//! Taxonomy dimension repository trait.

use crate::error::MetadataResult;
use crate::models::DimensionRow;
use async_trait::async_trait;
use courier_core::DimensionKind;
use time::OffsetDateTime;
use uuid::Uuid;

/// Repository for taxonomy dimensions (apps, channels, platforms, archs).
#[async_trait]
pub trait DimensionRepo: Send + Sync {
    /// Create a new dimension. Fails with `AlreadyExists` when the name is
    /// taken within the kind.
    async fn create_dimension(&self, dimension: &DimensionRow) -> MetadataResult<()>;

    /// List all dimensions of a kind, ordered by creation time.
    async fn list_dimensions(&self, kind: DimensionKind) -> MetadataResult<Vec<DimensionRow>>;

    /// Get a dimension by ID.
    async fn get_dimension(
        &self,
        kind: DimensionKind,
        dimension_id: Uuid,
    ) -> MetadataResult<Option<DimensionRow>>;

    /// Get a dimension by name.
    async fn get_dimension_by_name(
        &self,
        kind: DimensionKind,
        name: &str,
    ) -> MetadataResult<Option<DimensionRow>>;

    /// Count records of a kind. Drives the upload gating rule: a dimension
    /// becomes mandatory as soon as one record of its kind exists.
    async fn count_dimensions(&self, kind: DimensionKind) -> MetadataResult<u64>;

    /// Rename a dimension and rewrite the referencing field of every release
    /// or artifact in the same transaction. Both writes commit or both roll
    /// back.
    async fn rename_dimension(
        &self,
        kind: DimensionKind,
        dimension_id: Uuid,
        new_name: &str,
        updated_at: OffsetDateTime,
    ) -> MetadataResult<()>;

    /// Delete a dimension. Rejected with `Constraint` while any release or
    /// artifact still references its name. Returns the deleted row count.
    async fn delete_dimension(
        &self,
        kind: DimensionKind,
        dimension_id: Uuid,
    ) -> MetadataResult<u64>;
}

_ _ _

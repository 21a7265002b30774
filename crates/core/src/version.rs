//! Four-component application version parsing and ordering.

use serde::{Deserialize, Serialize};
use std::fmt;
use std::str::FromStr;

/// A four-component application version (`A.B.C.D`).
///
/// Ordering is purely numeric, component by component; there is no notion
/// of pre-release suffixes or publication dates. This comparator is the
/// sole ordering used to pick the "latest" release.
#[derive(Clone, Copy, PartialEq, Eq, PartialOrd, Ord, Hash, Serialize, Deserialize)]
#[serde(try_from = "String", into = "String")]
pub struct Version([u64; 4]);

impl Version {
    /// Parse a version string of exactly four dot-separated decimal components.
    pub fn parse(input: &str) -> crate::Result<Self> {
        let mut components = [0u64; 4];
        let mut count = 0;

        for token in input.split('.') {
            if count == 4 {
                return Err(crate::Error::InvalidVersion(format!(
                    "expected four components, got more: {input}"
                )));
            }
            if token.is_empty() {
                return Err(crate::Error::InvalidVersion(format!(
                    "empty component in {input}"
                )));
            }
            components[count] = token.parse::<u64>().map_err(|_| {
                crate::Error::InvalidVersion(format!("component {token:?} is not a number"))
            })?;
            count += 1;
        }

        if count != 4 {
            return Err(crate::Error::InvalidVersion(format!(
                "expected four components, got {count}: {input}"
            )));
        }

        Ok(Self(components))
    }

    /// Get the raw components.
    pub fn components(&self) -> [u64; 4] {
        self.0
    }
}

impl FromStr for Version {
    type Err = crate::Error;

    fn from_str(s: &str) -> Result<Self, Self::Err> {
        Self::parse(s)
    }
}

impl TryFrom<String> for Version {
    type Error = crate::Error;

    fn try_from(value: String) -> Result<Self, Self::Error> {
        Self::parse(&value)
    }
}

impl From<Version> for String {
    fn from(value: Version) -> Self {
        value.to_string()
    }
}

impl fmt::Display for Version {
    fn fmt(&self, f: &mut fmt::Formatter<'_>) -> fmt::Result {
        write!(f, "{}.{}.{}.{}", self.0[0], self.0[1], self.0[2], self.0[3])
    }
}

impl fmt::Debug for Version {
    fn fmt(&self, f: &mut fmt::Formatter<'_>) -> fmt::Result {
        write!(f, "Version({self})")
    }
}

_ _ _

YOUR ASSIGNMENT
Which lines of the data contain the string "InvalidVersion"? Copy each one.

WRITTEN RESPONSE
                return Err(crate::Error::InvalidVersion(format!(
                return Err(crate::Error::InvalidVersion(format!(
                crate::Error::InvalidVersion(format!("component {token:?} is not a number"))
            return Err(crate::Error::InvalidVersion(format!(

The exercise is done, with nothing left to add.